Saved entries
──────

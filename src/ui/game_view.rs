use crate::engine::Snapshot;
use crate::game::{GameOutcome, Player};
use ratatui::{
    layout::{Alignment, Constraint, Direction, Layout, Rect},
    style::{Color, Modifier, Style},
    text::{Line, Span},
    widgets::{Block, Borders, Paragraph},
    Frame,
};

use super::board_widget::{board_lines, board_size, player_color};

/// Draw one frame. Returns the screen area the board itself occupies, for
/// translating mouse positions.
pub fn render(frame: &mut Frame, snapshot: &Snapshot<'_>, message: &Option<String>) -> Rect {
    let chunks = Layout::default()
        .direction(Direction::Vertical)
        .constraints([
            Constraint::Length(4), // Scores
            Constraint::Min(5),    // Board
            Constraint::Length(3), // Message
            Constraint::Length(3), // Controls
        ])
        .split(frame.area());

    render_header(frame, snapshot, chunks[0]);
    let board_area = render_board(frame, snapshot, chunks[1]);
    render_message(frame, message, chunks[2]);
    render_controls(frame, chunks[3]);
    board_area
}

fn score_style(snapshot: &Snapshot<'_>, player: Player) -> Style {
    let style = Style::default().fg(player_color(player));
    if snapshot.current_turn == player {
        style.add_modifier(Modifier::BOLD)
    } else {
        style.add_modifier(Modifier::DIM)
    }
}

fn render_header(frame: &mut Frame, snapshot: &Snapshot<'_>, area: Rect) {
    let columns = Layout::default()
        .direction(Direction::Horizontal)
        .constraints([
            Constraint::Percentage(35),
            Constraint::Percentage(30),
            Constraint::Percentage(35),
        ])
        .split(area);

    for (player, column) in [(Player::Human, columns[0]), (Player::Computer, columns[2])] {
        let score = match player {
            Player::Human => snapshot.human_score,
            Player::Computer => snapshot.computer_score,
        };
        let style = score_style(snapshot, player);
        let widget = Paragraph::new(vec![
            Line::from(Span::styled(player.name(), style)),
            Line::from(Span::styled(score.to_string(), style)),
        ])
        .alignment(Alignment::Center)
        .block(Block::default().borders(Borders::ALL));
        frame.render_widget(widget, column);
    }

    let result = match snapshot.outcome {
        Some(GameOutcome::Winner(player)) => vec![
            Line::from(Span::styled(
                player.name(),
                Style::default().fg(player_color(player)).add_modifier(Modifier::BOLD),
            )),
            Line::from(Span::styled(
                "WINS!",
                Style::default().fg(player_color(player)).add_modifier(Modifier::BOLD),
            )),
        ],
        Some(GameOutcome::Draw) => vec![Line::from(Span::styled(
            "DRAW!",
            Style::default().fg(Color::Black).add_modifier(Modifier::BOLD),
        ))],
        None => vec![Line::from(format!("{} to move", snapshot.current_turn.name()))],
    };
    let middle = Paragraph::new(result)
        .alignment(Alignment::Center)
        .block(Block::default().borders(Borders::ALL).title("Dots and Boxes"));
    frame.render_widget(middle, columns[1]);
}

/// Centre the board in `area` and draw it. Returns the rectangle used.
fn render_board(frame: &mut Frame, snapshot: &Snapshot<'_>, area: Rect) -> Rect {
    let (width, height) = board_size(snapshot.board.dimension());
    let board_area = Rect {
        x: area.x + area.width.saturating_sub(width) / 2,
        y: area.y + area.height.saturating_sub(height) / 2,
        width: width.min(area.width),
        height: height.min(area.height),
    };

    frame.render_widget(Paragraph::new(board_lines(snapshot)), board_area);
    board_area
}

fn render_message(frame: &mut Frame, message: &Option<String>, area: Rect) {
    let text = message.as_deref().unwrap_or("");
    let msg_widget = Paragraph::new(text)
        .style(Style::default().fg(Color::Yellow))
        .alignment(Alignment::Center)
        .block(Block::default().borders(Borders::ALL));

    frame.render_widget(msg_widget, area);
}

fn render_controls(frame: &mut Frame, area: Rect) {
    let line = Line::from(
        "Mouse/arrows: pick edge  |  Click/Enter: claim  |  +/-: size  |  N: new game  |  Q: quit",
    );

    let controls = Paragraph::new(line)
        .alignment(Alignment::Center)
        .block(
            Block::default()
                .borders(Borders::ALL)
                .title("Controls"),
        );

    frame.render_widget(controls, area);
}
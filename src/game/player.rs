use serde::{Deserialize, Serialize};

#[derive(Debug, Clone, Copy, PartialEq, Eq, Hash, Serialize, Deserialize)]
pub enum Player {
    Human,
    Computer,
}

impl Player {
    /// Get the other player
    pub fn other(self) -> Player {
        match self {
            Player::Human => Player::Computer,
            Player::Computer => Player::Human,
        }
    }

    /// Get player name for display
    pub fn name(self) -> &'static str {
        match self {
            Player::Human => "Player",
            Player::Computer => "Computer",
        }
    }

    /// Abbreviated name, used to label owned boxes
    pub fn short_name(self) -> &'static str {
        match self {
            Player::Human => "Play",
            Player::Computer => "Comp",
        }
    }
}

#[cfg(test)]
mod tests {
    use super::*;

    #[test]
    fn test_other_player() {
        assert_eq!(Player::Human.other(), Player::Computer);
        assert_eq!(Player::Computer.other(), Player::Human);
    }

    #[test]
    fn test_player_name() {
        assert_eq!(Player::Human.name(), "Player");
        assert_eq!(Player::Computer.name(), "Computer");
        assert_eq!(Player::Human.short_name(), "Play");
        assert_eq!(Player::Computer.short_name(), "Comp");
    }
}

──────

▸ **WHAT TO DO**
Scan the data above for the string "used". Copy every line in which it appears.

▸ **EXERCISE RESULT**
/// Centre the board in `area` and draw it. Returns the rectangle used.
    /// Abbreviated name, used to label owned boxes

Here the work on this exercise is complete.